■ BRIEF:
Set down every record below exactly as written.

■ RECORDS TO PROCESS:
····················

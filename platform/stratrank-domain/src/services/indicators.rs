use std::collections::VecDeque;

/// Rolling mean that reports partial windows (at least one sample).
#[derive(Debug, Clone)]
pub struct RollingMean {
    window: usize,
    buf: VecDeque<f64>,
    sum: f64,
}

impl RollingMean {
    pub fn new(window: usize) -> Self {
        Self {
            window: window.max(1),
            buf: VecDeque::new(),
            sum: 0.0,
        }
    }

    pub fn update(&mut self, value: f64) -> f64 {
        self.buf.push_back(value);
        self.sum += value;
        while self.buf.len() > self.window {
            if let Some(front) = self.buf.pop_front() {
                self.sum -= front;
            }
        }
        self.sum / self.buf.len() as f64
    }
}

/// Exponential moving average seeded with the simple mean of the first `period` values.
#[derive(Debug, Clone)]
pub struct Ema {
    period: usize,
    alpha: f64,
    seen: usize,
    seed_sum: f64,
    value: Option<f64>,
}

impl Ema {
    pub fn new(period: usize) -> Self {
        let period = period.max(1);
        Self {
            period,
            alpha: 2.0 / (period as f64 + 1.0),
            seen: 0,
            seed_sum: 0.0,
            value: None,
        }
    }

    pub fn update(&mut self, value: f64) -> Option<f64> {
        self.seen += 1;
        match self.value {
            Some(prev) => {
                let next = self.alpha * value + (1.0 - self.alpha) * prev;
                self.value = Some(next);
            }
            None => {
                self.seed_sum += value;
                if self.seen == self.period {
                    self.value = Some(self.seed_sum / self.period as f64);
                }
            }
        }
        self.value
    }
}

/// Relative strength index over running moving averages (RMA) of gains and losses.
///
/// Each average is an adjusted exponential mean with `alpha = 1 / period`: every
/// observed change is weighted by `(1 - alpha)^age` and divided by the sum of the
/// weights, with no simple-mean seed. The shared weight sum cancels in the ratio, so
/// only the decayed sums are kept. Defined once `period` changes have been seen; a
/// window without any movement has no value.
#[derive(Debug, Clone)]
pub struct RmaRsi {
    period: usize,
    decay: f64,
    prev_close: Option<f64>,
    changes: usize,
    gain_sum: f64,
    loss_sum: f64,
}

impl RmaRsi {
    pub fn new(period: usize) -> Self {
        let period = period.max(1);
        Self {
            period,
            decay: 1.0 - 1.0 / period as f64,
            prev_close: None,
            changes: 0,
            gain_sum: 0.0,
            loss_sum: 0.0,
        }
    }

    pub fn update(&mut self, close: f64) -> Option<f64> {
        let prev = self.prev_close.replace(close)?;

        let diff = close - prev;
        self.gain_sum = diff.max(0.0) + self.decay * self.gain_sum;
        self.loss_sum = (-diff).max(0.0) + self.decay * self.loss_sum;
        self.changes += 1;

        let total = self.gain_sum + self.loss_sum;
        if self.changes < self.period || total == 0.0 {
            return None;
        }
        Some(100.0 * self.gain_sum / total)
    }
}

#[cfg(test)]
mod tests {
    use super::{Ema, RmaRsi, RollingMean};

    #[test]
    fn rolling_mean_reports_partial_windows() {
        let mut mean = RollingMean::new(3);
        assert_eq!(mean.update(3.0), 3.0);
        assert_eq!(mean.update(5.0), 4.0);
        assert_eq!(mean.update(7.0), 5.0);
        assert_eq!(mean.update(9.0), 7.0);
    }

    #[test]
    fn ema_is_seeded_with_simple_mean() {
        let mut ema = Ema::new(3);
        assert_eq!(ema.update(1.0), None);
        assert_eq!(ema.update(2.0), None);
        assert_eq!(ema.update(3.0), Some(2.0));
        // alpha = 0.5
        assert_eq!(ema.update(6.0), Some(4.0));
    }

    #[test]
    fn rsi_needs_period_changes() {
        let mut rsi = RmaRsi::new(2);
        assert_eq!(rsi.update(10.0), None);
        assert_eq!(rsi.update(11.0), None);
        assert_eq!(rsi.update(10.5), Some(50.0));
        // gains 1.0 + 0.25, losses 0.25
        let value = rsi.update(11.5).expect("defined");
        assert!((value - 83.333_333_333).abs() < 1e-6);
    }

    #[test]
    fn rsi_weights_every_change_from_the_start() {
        let mut rsi = RmaRsi::new(3);
        let mut values = Vec::new();
        for close in [10.0, 9.0, 8.0, 7.0, 6.0, 7.0] {
            values.push(rsi.update(close));
        }
        assert!(values[..3].iter().all(Option::is_none));
        assert_eq!(values[3], Some(0.0));
        // one gain against four losses decayed by (2/3)^1..4
        let value = values[5].expect("defined");
        assert!((value - 8_100.0 / 211.0).abs() < 1e-9);
    }

    #[test]
    fn rsi_of_flat_series_is_undefined() {
        let mut rsi = RmaRsi::new(3);
        let mut last = Some(0.0);
        for _ in 0..6 {
            last = rsi.update(10.0);
        }
        assert_eq!(last, None);
    }

    #[test]
    fn rsi_is_bounded() {
        let mut rsi = RmaRsi::new(4);
        for close in [10.0, 12.0, 9.0, 15.0, 14.0, 20.0, 1.0, 30.0] {
            if let Some(value) = rsi.update(close) {
                assert!((0.0..=100.0).contains(&value));
            }
        }
    }
}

····················

■ SOLUTION:
filename platform/stratrank-domain/src/services/indicators.rs
use std::collections::VecDeque;

/// Rolling mean that reports partial windows (at least one sample).
#[derive(Debug, Clone)]
pub struct RollingMean {
    window: usize,
    buf: VecDeque<f64>,
    sum: f64,
}

impl RollingMean {
    pub fn new(window: usize) -> Self {
        Self {
            window: window.max(1),
            buf: VecDeque::new(),
            sum: 0.0,
        }
    }

    pub fn update(&mut self, value: f64) -> f64 {
        self.buf.push_back(value);
        self.sum += value;
        while self.buf.len() > self.window {
            if let Some(front) = self.buf.pop_front() {
                self.sum -= front;
            }
        }
        self.sum / self.buf.len() as f64
    }
}

/// Exponential moving average seeded with the simple mean of the first `period` values.
#[derive(Debug, Clone)]
pub struct Ema {
    period: usize,
    alpha: f64,
    seen: usize,
    seed_sum: f64,
    value: Option<f64>,
}

impl Ema {
    pub fn new(period: usize) -> Self {
        let period = period.max(1);
        Self {
            period,
            alpha: 2.0 / (period as f64 + 1.0),
            seen: 0,
            seed_sum: 0.0,
            value: None,
        }
    }

    pub fn update(&mut self, value: f64) -> Option<f64> {
        self.seen += 1;
        match self.value {
            Some(prev) => {
                let next = self.alpha * value + (1.0 - self.alpha) * prev;
                self.value = Some(next);
            }
            None => {
                self.seed_sum += value;
                if self.seen == self.period {
                    self.value = Some(self.seed_sum / self.period as f64);
                }
            }
        }
        self.value
    }
}

/// Relative strength index over running moving averages (RMA) of gains and losses.
///
/// Each average is an adjusted exponential mean with `alpha = 1 / period`: every
/// observed change is weighted by `(1 - alpha)^age` and divided by the sum of the
/// weights, with no simple-mean seed. The shared weight sum cancels in the ratio, so
/// only the decayed sums are kept. Defined once `period` changes have been seen; a
/// window without any movement has no value.
#[derive(Debug, Clone)]
pub struct RmaRsi {
    period: usize,
    decay: f64,
    prev_close: Option<f64>,
    changes: usize,
    gain_sum: f64,
    loss_sum: f64,
}

impl RmaRsi {
    pub fn new(period: usize) -> Self {
        let period = period.max(1);
        Self {
            period,
            decay: 1.0 - 1.0 / period as f64,
            prev_close: None,
            changes: 0,
            gain_sum: 0.0,
            loss_sum: 0.0,
        }
    }

    pub fn update(&mut self, close: f64) -> Option<f64> {
        let prev = self.prev_close.replace(close)?;

        let diff = close - prev;
        self.gain_sum = diff.max(0.0) + self.decay * self.gain_sum;
        self.loss_sum = (-diff).max(0.0) + self.decay * self.loss_sum;
        self.changes += 1;

        let total = self.gain_sum + self.loss_sum;
        if self.changes < self.period || total == 0.0 {
            return None;
        }
        Some(100.0 * self.gain_sum / total)
    }
}

#[cfg(test)]
mod tests {
    use super::{Ema, RmaRsi, RollingMean};

    #[test]
    fn rolling_mean_reports_partial_windows() {
        let mut mean = RollingMean::new(3);
        assert_eq!(mean.update(3.0), 3.0);
        assert_eq!(mean.update(5.0), 4.0);
        assert_eq!(mean.update(7.0), 5.0);
        assert_eq!(mean.update(9.0), 7.0);
    }

    #[test]
    fn ema_is_seeded_with_simple_mean() {
        let mut ema = Ema::new(3);
        assert_eq!(ema.update(1.0), None);
        assert_eq!(ema.update(2.0), None);
        assert_eq!(ema.update(3.0), Some(2.0));
        // alpha = 0.5
        assert_eq!(ema.update(6.0), Some(4.0));
    }

    #[test]
    fn rsi_needs_period_changes() {
        let mut rsi = RmaRsi::new(2);
        assert_eq!(rsi.update(10.0), None);
        assert_eq!(rsi.update(11.0), None);
        assert_eq!(rsi.update(10.5), Some(50.0));
        // gains 1.0 + 0.25, losses 0.25
        let value = rsi.update(11.5).expect("defined");
        assert!((value - 83.333_333_333).abs() < 1e-6);
    }

    #[test]
    fn rsi_weights_every_change_from_the_start() {
        let mut rsi = RmaRsi::new(3);
        let mut values = Vec::new();
        for close in [10.0, 9.0, 8.0, 7.0, 6.0, 7.0] {
            values.push(rsi.update(close));
        }
        assert!(values[..3].iter().all(Option::is_none));
        assert_eq!(values[3], Some(0.0));
        // one gain against four losses decayed by (2/3)^1..4
        let value = values[5].expect("defined");
        assert!((value - 8_100.0 / 211.0).abs() < 1e-9);
    }

    #[test]
    fn rsi_of_flat_series_is_undefined() {
        let mut rsi = RmaRsi::new(3);
        let mut last = Some(0.0);
        for _ in 0..6 {
            last = rsi.update(10.0);
        }
        assert_eq!(last, None);
    }

    #[test]
    fn rsi_is_bounded() {
        let mut rsi = RmaRsi::new(4);
        for close in [10.0, 12.0, 9.0, 15.0, 14.0, 20.0, 1.0, 30.0] {
            if let Some(value) = rsi.update(close) {
                assert!((0.0..=100.0).contains(&value));
            }
        }
    }
}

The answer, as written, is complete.